You should add a flagtail


----------



## Steve (Mar 27, 2013)

How on earth did you manage to grow your clown loaches to 8 and 10 feet long?


----------



## Snugpuppies (Jun 7, 2014)

easy...hikari pellets and a typo ' ''

8 inch & 10 inch!

thx


----------



## C-kidder (Aug 2, 2014)

Grow the geos out yourself :bigsmile: It's more rewarding anyway


----------



## boyboykoi (Aug 22, 2013)

Get some bd leo rays it will be stunning with the hbrtg and with a school of geos


----------



## Snugpuppies (Jun 7, 2014)

Funny that you mention - I am trying to land a bd leo. Just waiting on a round of pups. I did buy 4 really nice wild caught green severums from Charles with the intent of adding them. These 4 severums are stunning...but at 4 - 5 inches, they look pretty small.
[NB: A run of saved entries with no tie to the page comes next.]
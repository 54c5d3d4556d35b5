//! Publish service: build the package and upload it to the package index

use std::sync::Arc;

use tracing::{info, instrument};

use crate::application::services::ToolChain;
use crate::application::Credentials;
use crate::config::Settings;
use crate::domain::{Arg, Secret, ToolStep};
use crate::infrastructure::traits::{CommandRunner, EnvReader};
use crate::infrastructure::InfraResult;

/// Uploads a release. The upload is irreversible, so credentials are
/// validated before the tool is started.
pub struct PublishService {
    chain: ToolChain,
    env: Arc<dyn EnvReader>,
    settings: Arc<Settings>,
}

impl PublishService {
    pub fn new(
        cmd: Arc<dyn CommandRunner>,
        env: Arc<dyn EnvReader>,
        settings: Arc<Settings>,
    ) -> Self {
        Self {
            chain: ToolChain::new(cmd),
            env,
            settings,
        }
    }

    /// The upload invocation for the given credentials. Both values are
    /// secret args, so logging the step reveals neither.
    pub fn step(&self, credentials: &Credentials) -> ToolStep {
        let publish = &self.settings.publish;
        publish
            .tool
            .to_step()
            .arg(publish.username_flag.as_str())
            .arg(Arg::Secret(Secret::new(credentials.username.as_str())))
            .arg(publish.password_flag.as_str())
            .arg(Arg::Secret(credentials.password.clone()))
    }

    /// Load credentials, then run the upload tool once.
    #[instrument(skip(self))]
    pub fn run(&self) -> InfraResult<()> {
        let credentials = Credentials::load(self.env.as_ref())?;
        info!("publish: credentials loaded");
        let step = self.step(&credentials);
        self.chain.run_step(&step, &self.settings.project_dir)
    }
}
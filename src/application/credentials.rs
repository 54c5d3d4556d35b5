//! Package index credentials
//!
//! Loaded once at the start of a publish, validated before any tool runs.

use crate::application::{ApplicationError, ApplicationResult};
use crate::domain::Secret;
use crate::infrastructure::traits::EnvReader;

pub const USERNAME_VAR: &str = "PYPI_USERNAME";
pub const PASSWORD_VAR: &str = "PYPI_PASSWORD";

/// Username and password for the package index.
#[derive(Debug, Clone, PartialEq, Eq)]
pub struct Credentials {
    pub username: String,
    pub password: Secret,
}

impl Credentials {
    /// Read both variables; unset or empty values are rejected.
    pub fn load(env: &dyn EnvReader) -> ApplicationResult<Self> {
        let username = required(env, USERNAME_VAR)?;
        let password = required(env, PASSWORD_VAR)?;
        Ok(Self {
            username,
            password: Secret::new(password),
        })
    }
}

fn required(env: &dyn EnvReader, key: &'static str) -> ApplicationResult<String> {
    match env.var(key) {
        Some(val) if !val.is_empty() => Ok(val),
        _ => Err(ApplicationError::MissingCredential(key)),
    }
}
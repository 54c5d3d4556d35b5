//! Domain-level errors (no external dependencies)

use thiserror::Error;

/// Domain errors represent violations of the target model.
/// These are independent of infrastructure concerns.
#[derive(Error, Debug, PartialEq, Eq)]
pub enum DomainError {
    #[error("duplicate target name: {0}")]
    DuplicateTarget(String),

    #[error("target name must not be empty")]
    EmptyTargetName,
}
use std::{fmt, str::FromStr};

use serde::{Serialize, Serializer};

use crate::error::WolError;

const SYNC_STREAM: [u8; 6] = [0xFF; 6];
const MAC_REPETITIONS: usize = 16;

pub const MAC_LEN: usize = 6;
pub const MAGIC_PACKET_LEN: usize = SYNC_STREAM.len() + MAC_REPETITIONS * MAC_LEN;

#[derive(Debug, Clone, Copy, PartialEq, Eq, PartialOrd, Ord, Hash)]
pub struct MacAddress([u8; MAC_LEN]);

impl MacAddress {
    pub const fn new(octets: [u8; MAC_LEN]) -> Self {
        Self(octets)
    }

    pub fn octets(&self) -> [u8; MAC_LEN] {
        self.0
    }
}

impl fmt::Display for MacAddress {
    fn fmt(&self, f: &mut fmt::Formatter<'_>) -> fmt::Result {
        let [a, b, c, d, e, g] = self.0;
        write!(f, "{a:02X}:{b:02X}:{c:02X}:{d:02X}:{e:02X}:{g:02X}")
    }
}

impl FromStr for MacAddress {
    type Err = WolError;

    fn from_str(text: &str) -> Result<Self, Self::Err> {
        parse_mac(text)
    }
}

impl Serialize for MacAddress {
    fn serialize<S: Serializer>(&self, serializer: S) -> Result<S::Ok, S::Error> {
        serializer.collect_str(self)
    }
}

/// Parses `AA:BB:CC:DD:EE:FF` or `AA-BB-CC-DD-EE-FF`. Mixed separators,
/// bare hex strings and single-digit octets are rejected.
pub fn parse_mac(text: &str) -> Result<MacAddress, WolError> {
    let invalid = || WolError::InvalidMacFormat(text.to_string());

    let separator = if text.contains(':') { ':' } else { '-' };
    let mut octets = [0u8; MAC_LEN];
    let mut count = 0;

    for part in text.split(separator) {
        if count == MAC_LEN {
            return Err(invalid());
        }
        if part.len() != 2 || !part.bytes().all(|byte| byte.is_ascii_hexdigit()) {
            return Err(invalid());
        }
        octets[count] = u8::from_str_radix(part, 16).map_err(|_| invalid())?;
        count += 1;
    }

    if count != MAC_LEN {
        return Err(invalid());
    }

    Ok(MacAddress(octets))
}

#[derive(Clone, PartialEq, Eq)]
pub struct MagicPacket([u8; MAGIC_PACKET_LEN]);

impl MagicPacket {
    pub fn as_bytes(&self) -> &[u8] {
        &self.0
    }
}

impl fmt::Debug for MagicPacket {
    fn fmt(&self, f: &mut fmt::Formatter<'_>) -> fmt::Result {
        let target = MacAddress(
            self.0[SYNC_STREAM.len()..SYNC_STREAM.len() + MAC_LEN]
                .try_into()
                .unwrap_or([0; MAC_LEN]),
        );
        write!(f, "MagicPacket({target})")
    }
}

pub fn encode(mac: MacAddress) -> MagicPacket {
    let mut packet = [0u8; MAGIC_PACKET_LEN];
    packet[..SYNC_STREAM.len()].copy_from_slice(&SYNC_STREAM);
    for chunk in packet[SYNC_STREAM.len()..].chunks_exact_mut(MAC_LEN) {
        chunk.copy_from_slice(&mac.0);
    }
    MagicPacket(packet)
}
I dont think the aro would go after them but I am not sure; hence, why they remain in two tanks. If the aro does go after them, that's some darn expensive sushi.


----------



## boyboykoi (Aug 22, 2013)

post a pic of the aro in your tank! i wanna see


----------



## charles (Apr 21, 2010)

I know most people do big fish big tank. But if I can steer you away with that thought, the bigger the tank, the smaller the fish should go in; but more of the smaller fish. Imagine you can setup your tank like part of a SA river system... with hundreds or thousand of cardinals, altum angels, plecos, corys, hatchet, pencil, rummynose, all in an amazing big number of each type. Very easy to maintain and need very little attention...


----------



## Philip (Nov 28, 2013)

very good idea Charles. much better than a few borring big fishes swimming around.


----------



## boyboykoi (Aug 22, 2013)

Philip said:


> very good idea Charles. much better than a few borring big fishes swimming around.


Big boring fishes? Yeah right 
Personal preference id keep a asian aro anyday

but the SA river system would be nice but to late id say he already has an asian aro


----------



## charles (Apr 21, 2010)

Asian arawana is more a pet than anything. Is it boring, very suggestive. I would take a biotope any time than a few fish with an aro myself.


----------



## bonsai dave (Apr 21, 2010)

I would good with discus and Mid size Altums But it would have to depend on the temperament of your arowana.


----------